What initially grabbed you to do “The Daily Show?”

I mean “The Daily Show” is an institution. So if you get an opportunity to audition for it you say yes immediately. It’s a no brainer. You know, thankfully coming from everything I did at ESPN and kind of goofing off there and stuff. I know that helped me some. Neal Brennan co-created the Chappelle show. … He put in a word for me so I could get the audition, so it’s not like there was a big open call and everyone had a chance. It’s just one of those things where all the opportunities lined up at the same time and everything else was, “You’ve been training for this moment! When talent meets opportunity!”

Have you ever felt unsafe performing a live fieldpiece?

I’ve never feared for my life while shooting stuff. After you shoot it, and people start shooting you n-word messages and stuff like that. People tend to watch us more closely when we’re out now, ‘cause there is a resentment against the media. So we’re out and we’re asking questions, and this is from – really both sides. I mean the right more so than the left. In the last couple of months the left has started to become more hyper aware of how issues are presented as well. So you know I’ve never felt not safe, but I’ve definitely had people yell and stuff like that.

We have a pretty big open mic community here in Grand Rapids. What would you recommend, or what advice might you give to any local comics?

The goal I set for myself when I first started stand-up, was to once a month perform somewhere different. Whether different city or different venue. I didn’t always hit that goal, I generally did. Granted, I toured in the south. There (are) much more opportunities up here.

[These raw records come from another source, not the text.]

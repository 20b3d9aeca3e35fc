//! Content renderer: turns one résumé section into the plain text the
//! content typewriter reveals.

use std::fmt;
use std::fmt::Write as _;
use std::str::FromStr;

use anyhow::{Result, bail};

use crate::document::{Education, Project, ResumeDocument, WorkExperience};

/// A navigable page of the résumé.
#[derive(Debug, Clone, Copy, PartialEq, Eq, Hash)]
pub enum Section {
    About,
    Experience,
    Education,
    Skills,
    Projects,
    Contact,
}

impl Section {
    /// Sections in navigation order.
    pub const ALL: [Section; 6] = [
        Section::About,
        Section::Experience,
        Section::Education,
        Section::Skills,
        Section::Projects,
        Section::Contact,
    ];

    pub fn name(self) -> &'static str {
        match self {
            Section::About => "about",
            Section::Experience => "experience",
            Section::Education => "education",
            Section::Skills => "skills",
            Section::Projects => "projects",
            Section::Contact => "contact",
        }
    }

    pub fn heading(self) -> &'static str {
        match self {
            Section::About => "About Me",
            Section::Experience => "Work Experience",
            Section::Education => "Education",
            Section::Skills => "Skills",
            Section::Projects => "Projects",
            Section::Contact => "Contact",
        }
    }
}

impl fmt::Display for Section {
    fn fmt(&self, f: &mut fmt::Formatter<'_>) -> fmt::Result {
        f.write_str(self.name())
    }
}

impl FromStr for Section {
    type Err = anyhow::Error;

    fn from_str(s: &str) -> Result<Self> {
        let wanted = s.trim().to_ascii_lowercase();
        match Section::ALL.into_iter().find(|section| section.name() == wanted) {
            Some(section) => Ok(section),
            None => bail!(
                "Unknown section '{s}' (expected one of: {})",
                Section::ALL.map(Section::name).join(", ")
            ),
        }
    }
}

/// Human label for a 1..=5 proficiency score.
pub fn proficiency_label(proficiency: u8) -> &'static str {
    match proficiency {
        1 => "basic",
        2 => "familiar",
        3 => "proficient",
        4 => "advanced",
        5 => "expert",
        _ => "unrated",
    }
}

/// Renders `section` of `doc` as plain text.
///
/// Always ends with a blank line so consecutive renders can be concatenated.
pub fn render(section: Section, doc: &ResumeDocument) -> String {
    format!("{}\n\n{}", section.heading(), render_body(section, doc))
}

/// Section text without its heading, ending with a blank line.
pub fn render_body(section: Section, doc: &ResumeDocument) -> String {
    let mut out = String::new();
    match section {
        Section::About => render_about(&mut out, doc),
        Section::Experience => render_list(&mut out, &doc.work_experience, render_job),
        Section::Education => render_list(&mut out, &doc.education, render_school),
        Section::Skills => render_skills(&mut out, doc),
        Section::Projects => render_list(&mut out, &doc.projects, render_project),
        Section::Contact => render_contact(&mut out, doc),
    }
    if !out.ends_with("\n\n") {
        out.push('\n');
    }
    out
}

/// `start - end`, with `present` for an open end. Empty when neither is set.
fn date_range(start: &str, end: &str) -> String {
    match (start.is_empty(), end.is_empty()) {
        (true, true) => String::new(),
        (false, true) => format!("{start} - present"),
        (true, false) => end.to_string(),
        (false, false) => format!("{start} - {end}"),
    }
}

fn field(out: &mut String, label: &str, value: &str) {
    if !value.is_empty() {
        let _ = writeln!(out, "{label}: {value}");
    }
}

fn bullets(out: &mut String, label: &str, items: &[String]) {
    if items.is_empty() {
        return;
    }
    let _ = writeln!(out, "{label}:");
    for item in items {
        let _ = writeln!(out, "- {item}");
    }
}

/// Joins non-empty parts with ` | `.
fn joined(parts: &[&str]) -> String {
    parts
        .iter()
        .filter(|p| !p.is_empty())
        .copied()
        .collect::<Vec<_>>()
        .join(" | ")
}

fn render_list<T>(out: &mut String, items: &[T], entry: fn(&mut String, &T)) {
    if items.is_empty() {
        out.push_str("Nothing to show yet.\n");
        return;
    }
    for (i, item) in items.iter().enumerate() {
        let _ = write!(out, "{}. ", i + 1);
        entry(out, item);
        out.push('\n');
    }
}

fn render_about(out: &mut String, doc: &ResumeDocument) {
    let info = &doc.personal_info;
    field(out, "Name", &info.name);
    field(out, "Title", &info.title);
    field(out, "Location", &info.location);
    if !info.tagline.is_empty() {
        let _ = writeln!(out, "\n{}", info.tagline);
    }
}

fn render_job(out: &mut String, job: &WorkExperience) {
    let _ = writeln!(out, "{}", joined(&[&job.company, &job.location]));
    let dates = date_range(&job.start_date, &job.end_date);
    let _ = writeln!(out, "{}", joined(&[&job.position, &dates]));
    bullets(out, "Highlights", &job.highlights);
}

fn render_school(out: &mut String, school: &Education) {
    let dates = date_range(&school.start_date, &school.end_date);
    let _ = writeln!(
        out,
        "{}",
        joined(&[&school.institution, &school.degree, &school.major, &dates])
    );
    field(out, "Location", &school.location);
    bullets(out, "Achievements", &school.achievements);
}

fn render_project(out: &mut String, project: &Project) {
    let _ = writeln!(out, "{}", project.name);
    let dates = date_range(&project.start_date, &project.end_date);
    let meta = joined(&[&project.role, &dates]);
    if !meta.is_empty() {
        let _ = writeln!(out, "{meta}");
    }
    if !project.description.is_empty() {
        let _ = writeln!(out, "{}", project.description);
    }
    if !project.technologies.is_empty() {
        let _ = writeln!(out, "Technologies: {}", project.technologies.join(", "));
    }
    bullets(out, "Outcomes", &project.outcomes);
}

fn render_skills(out: &mut String, doc: &ResumeDocument) {
    if doc.skills.is_empty() {
        out.push_str("Nothing to show yet.\n");
        return;
    }
    for (category, skills) in doc.skills.categories() {
        let _ = writeln!(out, "{category}:");
        for skill in skills {
            let _ = writeln!(
                out,
                "- {} ({})",
                skill.name,
                proficiency_label(skill.proficiency)
            );
        }
        out.push('\n');
    }
}

fn render_contact(out: &mut String, doc: &ResumeDocument) {
    let info = &doc.personal_info;
    field(out, "Email", &info.email);
    field(out, "Phone", &info.phone);
    field(out, "Location", &info.location);
    for link in &info.social_links {
        field(out, &link.platform, &link.url);
    }
}

#[cfg(test)]
mod tests {
    use super::*;
    use crate::document::{Skill, SocialLink};

    fn sample() -> ResumeDocument {
        let mut doc = ResumeDocument::fallback();
        doc.personal_info.location = "Wuhan".to_string();
        doc.personal_info.social_links = vec![SocialLink {
            platform: "GitHub".to_string(),
            url: "https://github.com/becky".to_string(),
        }];
        doc.work_experience = vec![WorkExperience {
            company: "Economics Society".to_string(),
            position: "Deputy Head".to_string(),
            start_date: "2024-09".to_string(),
            highlights: vec!["Ran seminars".to_string(), "Star of the Year".to_string()],
            ..WorkExperience::default()
        }];
        doc.skills.design = vec![Skill {
            name: "Axure".to_string(),
            proficiency: 3,
        }];
        doc
    }

    #[test]
    fn test_section_parse_and_display() {
        assert_eq!("Skills".parse::<Section>().unwrap(), Section::Skills);
        assert_eq!(" contact ".parse::<Section>().unwrap(), Section::Contact);
        assert_eq!(Section::Projects.to_string(), "projects");
        let err = "hobbies".parse::<Section>().unwrap_err();
        assert!(err.to_string().contains("about, experience"));
    }

    #[test]
    fn test_render_about() {
        let text = render(Section::About, &sample());
        assert!(text.starts_with("About Me\n\n"));
        assert!(text.contains("Name: Becky\n"));
        assert!(text.contains("Location: Wuhan\n"));
        assert!(text.ends_with("\n\n"));
    }

    #[test]
    fn test_render_experience_numbered_with_open_date_range() {
        let text = render(Section::Experience, &sample());
        assert!(text.contains("1. Economics Society\n"));
        assert!(text.contains("Deputy Head | 2024-09 - present\n"));
        assert!(text.contains("Highlights:\n- Ran seminars\n- Star of the Year\n"));
    }

    #[test]
    fn test_render_empty_list_placeholder() {
        let text = render(Section::Projects, &ResumeDocument::fallback());
        assert_eq!(text, "Projects\n\nNothing to show yet.\n\n");
    }

    #[test]
    fn test_render_skills_with_labels() {
        let text = render(Section::Skills, &sample());
        assert!(text.contains("Design:\n- Axure (proficient)\n"));
        assert!(!text.contains("Development:"));
    }

    #[test]
    fn test_render_contact_includes_links() {
        let text = render(Section::Contact, &sample());
        assert!(text.contains("Email: contact@example.com\n"));
        assert!(text.contains("GitHub: https://github.com/becky\n"));
    }

    #[test]
    fn test_render_is_deterministic_for_all_sections() {
        let doc = sample();
        for section in Section::ALL {
            assert_eq!(render(section, &doc), render(section, &doc));
            assert!(render(section, &doc).ends_with("\n\n"));
        }
    }

    #[test]
    fn test_body_is_render_without_heading() {
        let doc = sample();
        let body = render_body(Section::Skills, &doc);
        assert!(body.starts_with("Design:\n"));
        assert_eq!(render(Section::Skills, &doc), format!("Skills\n\n{body}"));
    }

    #[test]
    fn test_date_range_variants() {
        assert_eq!(date_range("", ""), "");
        assert_eq!(date_range("2020", ""), "2020 - present");
        assert_eq!(date_range("", "2021"), "2021");
        assert_eq!(date_range("2020", "2021"), "2020 - 2021");
    }

    #[test]
    fn test_proficiency_labels() {
        assert_eq!(proficiency_label(1), "basic");
        assert_eq!(proficiency_label(5), "expert");
        assert_eq!(proficiency_label(0), "unrated");
    }
}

If you drew a triangle from Chicago to Cincinnati to Pennsylvania. There is at least three months of steady comedy workin that area, and there is no reason (not to perform) once a week if you are serious about it. There is no reason you wouldn’t perform at one of those places. And if not to perform, but to observe. Watch as much comedy as you can, watch a lot of it on TV, and watch a lot of it live. Watch like a customer, don’t stand in the back of the room on your phone. Sit there in a chair, and be annoyed. For me, I learned a lot more from stuff that annoyed me and angers me than I do from things that I enjoy. I learn what I don’t like, and I learn not to do those things.

I played this game called “Guess the joke” all the time. Whenever I watch a comic I try to figure out where the joke is going, if the joke doesn’t go to that place. I just wrote a joke! And there is ways to take that joke, and twist it put into other capacities. So there are things that are beneficial to not living in a bubble. ‘Cause at the end of the day I feel like the occupation of comedy is a reporter. You report on your life, or you report on the world. Those are the only two jokes that exist. To me, those are the only two jokes that matter. The only two jokes that don’t do those things are an incomplete joke in my opinion.

So get on stage as much as you can, and don’t worry about the money. The money will never come, you will never get paid. Even the comedians who you think are getting lots of money, Those comedians are as disgusted as you, at the money they are making.”